Key Laboratory of Integrated Management of Crop Diseases and Pests, Department of Plant Pathology, College of Plant Protection, Nanjing Agricultural University, Nanjing, 210095, China.
Key Laboratory of Integrated Management of Crop Diseases and Pests, Department of Plant Pathology, College of Plant Protection, Nanjing Agricultural University, Nanjing, 210095, China.
Chemosphere. 2022 Sep;303(Pt 3):135206. doi: 10.1016/j.chemosphere.2022.135206. Epub 2022 Jun 2.

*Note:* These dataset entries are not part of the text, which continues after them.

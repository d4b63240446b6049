// SPDX-License-Identifier: BUSL-1.1
// Copyright (c) 2026 Alfred Jean LLC

//! Merge steward: drive tasks that passed review through test → merge →
//! cleanup, creating fix tasks when something blocks the way.
//!
//! `process_task` is idempotent: a task that is already closed and merged
//! returns immediately, and fix tasks are created at most once per
//! `(original task, fix type)` while a prior one is still active.

mod fix_task;
mod test_runner;

use crate::error::EngineError;
use chrono::{DateTime, Utc};
use sf_adapters::{
    Dispatch, GitOps, MergeRequest, StewardRegistry, TaskFilter, TaskStore, WorktreeManager,
};
use sf_core::{
    Clock, FixType, MergeConfig, MergeStatus, MergeStrategy, SystemClock, Task, TaskId,
    TaskPatch, TaskStatus,
};
use std::path::PathBuf;
use std::sync::Arc;

pub(crate) use fix_task::FixDetail;

/// Options for a single `process_task` call.
#[derive(Debug, Clone, Default)]
pub struct ProcessOptions {
    /// Skip the test phase entirely.
    pub skip_tests: bool,
    /// Merge even when `auto_merge` is off.
    pub force_merge: bool,
    /// Override the generated commit message.
    pub commit_message: Option<String>,
}

/// Terminal state of one `process_task` call.
#[derive(Debug, Clone, Copy, PartialEq, Eq)]
pub enum MergeProcessStatus {
    Merged,
    Pending,
    TestFailed,
    Conflict,
    Failed,
}

sf_core::labels! {
    MergeProcessStatus {
        Merged => "merged",
        Pending => "pending",
        TestFailed => "test_failed",
        Conflict => "conflict",
        Failed => "failed",
    }
}

#[derive(Debug, Clone, PartialEq)]
pub struct MergeProcessResult {
    pub task_id: TaskId,
    pub status: MergeProcessStatus,
    pub merge_commit: Option<String>,
    pub fix_task_id: Option<TaskId>,
    pub error: Option<String>,
}

impl MergeProcessResult {
    fn new(task_id: &TaskId, status: MergeProcessStatus) -> Self {
        Self {
            task_id: task_id.clone(),
            status,
            merge_commit: None,
            fix_task_id: None,
            error: None,
        }
    }

    fn failed(task_id: &TaskId, error: impl Into<String>) -> Self {
        Self { error: Some(error.into()), ..Self::new(task_id, MergeProcessStatus::Failed) }
    }
}

/// Aggregate of one `process_all_pending` sweep.
#[derive(Debug, Default)]
pub struct MergeBatchSummary {
    pub total: u32,
    pub merged: u32,
    pub test_failed: u32,
    pub conflicts: u32,
    pub pending: u32,
    pub failed: u32,
    pub results: Vec<MergeProcessResult>,
}

pub struct MergeSteward<C: Clock = SystemClock> {
    clock: C,
    store: Arc<dyn TaskStore>,
    registry: Arc<dyn StewardRegistry>,
    dispatch: Arc<dyn Dispatch>,
    git: Arc<dyn GitOps>,
    worktrees: Arc<dyn WorktreeManager>,
    config: MergeConfig,
    workspace_root: PathBuf,
}

impl<C: Clock> MergeSteward<C> {
    #[allow(clippy::too_many_arguments)]
    pub fn new(
        clock: C,
        store: Arc<dyn TaskStore>,
        registry: Arc<dyn StewardRegistry>,
        dispatch: Arc<dyn Dispatch>,
        git: Arc<dyn GitOps>,
        worktrees: Arc<dyn WorktreeManager>,
        config: MergeConfig,
        workspace_root: impl Into<PathBuf>,
    ) -> Self {
        Self {
            clock,
            store,
            registry,
            dispatch,
            git,
            worktrees,
            config,
            workspace_root: workspace_root.into(),
        }
    }

    /// Process one task through the merge pipeline. Never errors: anything
    /// unexpected is recorded on the task and reported in the result.
    pub async fn process_task(
        &self,
        task_id: &TaskId,
        opts: &ProcessOptions,
    ) -> MergeProcessResult {
        match self.process_inner(task_id, opts).await {
            Ok(result) => result,
            Err(err) => {
                tracing::warn!(task = %task_id, error = %err, "merge processing failed");
                let patch = TaskPatch::new()
                    .merge_status(MergeStatus::Failed)
                    .merge_failure_reason(err.to_string());
                if let Err(patch_err) = self.store.update_task(task_id, patch).await {
                    tracing::warn!(
                        task = %task_id,
                        error = %patch_err,
                        "could not record merge failure on task"
                    );
                }
                MergeProcessResult::failed(task_id, err.to_string())
            }
        }
    }

    async fn process_inner(
        &self,
        task_id: &TaskId,
        opts: &ProcessOptions,
    ) -> Result<MergeProcessResult, EngineError> {
        let Some(task) = self.store.get_task(task_id).await? else {
            return Ok(MergeProcessResult::failed(task_id, "Task not found"));
        };

        let Some(branch) = task.orchestrator().branch.clone() else {
            return Ok(MergeProcessResult::failed(task_id, "Task has no branch associated"));
        };

        // Already landed: nothing to do, report success.
        if task.status == TaskStatus::Closed && task.merge_status() == MergeStatus::Merged {
            tracing::debug!(task = %task_id, "task already merged and closed");
            return Ok(MergeProcessResult::new(task_id, MergeProcessStatus::Merged));
        }

        if !opts.skip_tests {
            self.store
                .update_task(task_id, TaskPatch::new().merge_status(MergeStatus::Testing))
                .await?;

            let test_result = self.run_tests(&task).await;
            let passed = test_result.passed;
            let run_count = task.orchestrator().test_run_count + 1;
            let mut patch = TaskPatch::new()
                .last_test_result(test_result.clone())
                .test_run_count(run_count);
            if !passed {
                patch = patch.merge_status(MergeStatus::TestFailed);
            }
            self.store.update_task(task_id, patch).await?;

            if !passed {
                let detail = FixDetail {
                    summary: test_result
                        .error_message
                        .clone()
                        .unwrap_or_else(|| "tests failed".to_string()),
                    affected_files: Vec::new(),
                };
                let fix_task_id =
                    self.ensure_fix_task(&task, FixType::TestFailure, detail).await?;
                let mut result =
                    MergeProcessResult::new(task_id, MergeProcessStatus::TestFailed);
                result.fix_task_id = Some(fix_task_id);
                result.error = test_result.error_message;
                return Ok(result);
            }
        }

        if !self.config.auto_merge && !opts.force_merge {
            self.store
                .update_task(task_id, TaskPatch::new().merge_status(MergeStatus::Pending))
                .await?;
            return Ok(MergeProcessResult::new(task_id, MergeProcessStatus::Pending));
        }

        self.store
            .update_task(task_id, TaskPatch::new().merge_status(MergeStatus::Merging))
            .await?;

        let target = self.resolve_target_branch().await;
        let message = opts
            .commit_message
            .clone()
            .unwrap_or_else(|| default_commit_message(&self.config.merge_strategy, &task, &branch));

        let outcome = self
            .git
            .merge_branch(&MergeRequest {
                workspace_root: self.workspace_root.clone(),
                source_branch: branch.clone(),
                target_branch: target.clone(),
                strategy: self.config.merge_strategy,
                auto_push: self.config.auto_push_after_merge,
                commit_message: message,
                preflight: true,
                // The post-merge sync below is handled here, not by the
                // merge primitive.
                sync_local: false,
            })
            .await;

        if outcome.success {
            let now = self.now();
            self.store.update_task(task_id, TaskPatch::merged(now)).await?;

            if self.config.auto_cleanup {
                self.cleanup_after_merge(&task, &branch).await;
            }

            if self.git.has_remote(&self.workspace_root).await {
                if let Err(err) = self.git.sync_local_branch(&self.workspace_root, &target).await
                {
                    tracing::warn!(
                        branch = %target,
                        error = %err,
                        "post-merge sync failed (best-effort)"
                    );
                }
            }

            let mut result = MergeProcessResult::new(task_id, MergeProcessStatus::Merged);
            result.merge_commit = outcome.commit_hash;
            return Ok(result);
        }

        if outcome.has_conflict {
            let reason = format!(
                "Merge conflict in: {}",
                if outcome.conflict_files.is_empty() {
                    "(unknown files)".to_string()
                } else {
                    outcome.conflict_files.join(", ")
                }
            );
            self.store
                .update_task(
                    task_id,
                    TaskPatch::new()
                        .merge_status(MergeStatus::Conflict)
                        .merge_failure_reason(reason.clone()),
                )
                .await?;

            let detail = FixDetail {
                summary: outcome.error.clone().unwrap_or_else(|| "merge conflict".to_string()),
                affected_files: outcome.conflict_files.clone(),
            };
            let fix_task_id =
                self.ensure_fix_task(&task, FixType::MergeConflict, detail).await?;

            let mut result = MergeProcessResult::new(task_id, MergeProcessStatus::Conflict);
            result.fix_task_id = Some(fix_task_id);
            result.error = Some(reason);
            return Ok(result);
        }

        let reason = outcome.error.unwrap_or_else(|| "merge failed".to_string());
        self.store
            .update_task(
                task_id,
                TaskPatch::new()
                    .merge_status(MergeStatus::Failed)
                    .merge_failure_reason(reason.clone()),
            )
            .await?;
        Ok(MergeProcessResult::failed(task_id, reason))
    }

    /// Process every task awaiting merge, sequentially.
    pub async fn process_all_pending(&self) -> Result<MergeBatchSummary, EngineError> {
        let tasks = self.tasks_awaiting_merge().await?;
        let mut summary = MergeBatchSummary::default();
        for task in tasks {
            let result = self.process_task(&task.id, &ProcessOptions::default()).await;
            summary.total += 1;
            match result.status {
                MergeProcessStatus::Merged => summary.merged += 1,
                MergeProcessStatus::TestFailed => summary.test_failed += 1,
                MergeProcessStatus::Conflict => summary.conflicts += 1,
                MergeProcessStatus::Pending => summary.pending += 1,
                MergeProcessStatus::Failed => summary.failed += 1,
            }
            summary.results.push(result);
        }
        Ok(summary)
    }

    /// Tasks in review with a branch and no merge already in flight or
    /// landed.
    async fn tasks_awaiting_merge(&self) -> Result<Vec<Task>, EngineError> {
        let filter = TaskFilter::default().statuses([TaskStatus::Review]);
        let tasks = self.store.list_tasks(&filter).await?;
        Ok(tasks
            .into_iter()
            .filter(|t| t.orchestrator().branch.is_some())
            .filter(|t| {
                !matches!(
                    t.merge_status(),
                    MergeStatus::Merged | MergeStatus::Merging | MergeStatus::Testing
                )
            })
            .collect())
    }

    /// Explicit config, then the worktree manager, then git HEAD, then
    /// `main`.
    async fn resolve_target_branch(&self) -> String {
        if let Some(branch) = &self.config.target_branch {
            return branch.clone();
        }
        match self.worktrees.default_branch().await {
            Ok(Some(branch)) => return branch,
            Ok(None) => {}
            Err(err) => {
                tracing::debug!(error = %err, "worktree manager could not name a default branch")
            }
        }
        if let Some(branch) = self.git.current_branch(&self.workspace_root).await {
            return branch;
        }
        "main".to_string()
    }

    /// Remove the task worktree and delete its branch (local, and remote
    /// when one exists). Best-effort throughout.
    async fn cleanup_after_merge(&self, task: &Task, branch: &str) {
        if let Some(worktree) = &task.orchestrator().worktree {
            let path = PathBuf::from(worktree);
            if let Err(err) = self.worktrees.remove_worktree(&path, true).await {
                tracing::warn!(task = %task.id, error = %err, "worktree removal failed");
            } else if let Err(err) = self
                .store
                .update_task(&task.id, TaskPatch::new().clear_worktree())
                .await
            {
                tracing::debug!(task = %task.id, error = %err, "could not clear worktree field");
            }
        }

        if self.config.delete_branch_after_merge {
            if let Err(err) = self.git.delete_local_branch(&self.workspace_root, branch).await {
                tracing::warn!(branch, error = %err, "local branch delete failed");
            }
            if self.git.has_remote(&self.workspace_root).await {
                if let Err(err) =
                    self.git.delete_remote_branch(&self.workspace_root, branch).await
                {
                    tracing::warn!(branch, error = %err, "remote branch delete failed");
                }
            }
        }
    }

    fn now(&self) -> DateTime<Utc> {
        self.clock.now_utc()
    }
}

fn default_commit_message(strategy: &MergeStrategy, task: &Task, branch: &str) -> String {
    match strategy {
        MergeStrategy::Squash => format!("{} ({})", task.title, task.id),
        MergeStrategy::Merge => format!("Merge branch '{}' (Task: {})", branch, task.id),
    }
}

#[cfg(test)]
#[path = "merge_tests.rs"]
mod tests;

Heavy metal remediation, such as cadmium (Cd) by microbial strains is efficient and environment-friendly. In this current study, we exploited the potential of Bacillus strains (Cd-tolerant; NMTD17, GBSW22, and LLTC96) to regulate Cd biosorption mechanisms and improve rice seedling growth. The results showed that initial concentration and contact time affected Cd biosorption, and the kinetic models of pseudo orders were effective in the elaborate biosorption process. Mainly, the bacterial cell wall had the potential for Cd biosorption, and we found non-significant biosorption alterations among bacterial strains' inner and outer surfaces of cell membranes. Furthermore, the Fourier transform infrared (FTIR) spectroscopy analysis identified the differences in functional groups, such as C-N, PO, -SO, CO, COOH, C-O, C-N, -OH, and -NH that interact in biosorption by Bacillus strains. The scanning electron microscopy-energy dispersive spectroscopy (SEM-EDS) examination revealed that the binding of Cd to microbes was mostly based on ion exchange pathways. Moreover, the Bacillus strains responded to Cd stress in rice under pot experiment at various concentrations (0, 0.25, and 0.50 mg kg), and they also influenced the chlorophyll contents and antioxidants activities were studied. The analysis of physio-morphological parameters was observed to be increased, which indicated that all Bacillus strains showed significant effects on rice growth under Cd stress. These results revealed that the selected strains had the capability for additional use in the development of Cd bioremediation methods. These strains also provided plant growth-promoting (PGP) traits that can alleviate the harmful effects of Cd in rice plants.
重金属修复,如微生物菌株对镉(Cd)的修复,既高效又环保。在本研究中,我们利用芽孢杆菌菌株(耐镉;NMTD17、GBSW22 和 LLTC96)的潜力来调节镉的生物吸附机制并改善水稻幼苗的生长。结果表明,初始浓度和接触时间影响镉的生物吸附,准一级动力学模型在详细的生物吸附过程中是有效的。主要的是,细菌细胞壁具有镉生物吸附的潜力,我们发现细菌细胞膜内外表面的生物吸附没有明显的变化。此外,傅里叶变换红外(FTIR)光谱分析确定了功能基团的差异,如 C-N、PO、-SO、CO、COOH、C-O、C-N、-OH 和 -NH,这些基团在芽孢杆菌菌株的生物吸附中相互作用。扫描电子显微镜-能量色散光谱(SEM-EDS)检查表明,Cd 与微生物的结合主要基于离子交换途径。此外,在不同浓度(0、0.25 和 0.50mgkg)的盆栽试验中,芽孢杆菌菌株对水稻中的 Cd 胁迫做出了响应,并且还研究了它们对叶绿素含量和抗氧化剂活性的影响。观察到生理形态参数的分析增加了,这表明所有芽孢杆菌菌株在 Cd 胁迫下对水稻生长都有显著的影响。这些结果表明,所选菌株具有在开发 Cd 生物修复方法方面的额外应用能力。这些菌株还提供了植物生长促进(PGP)特性,可以减轻 Cd 对水稻植株的有害影响。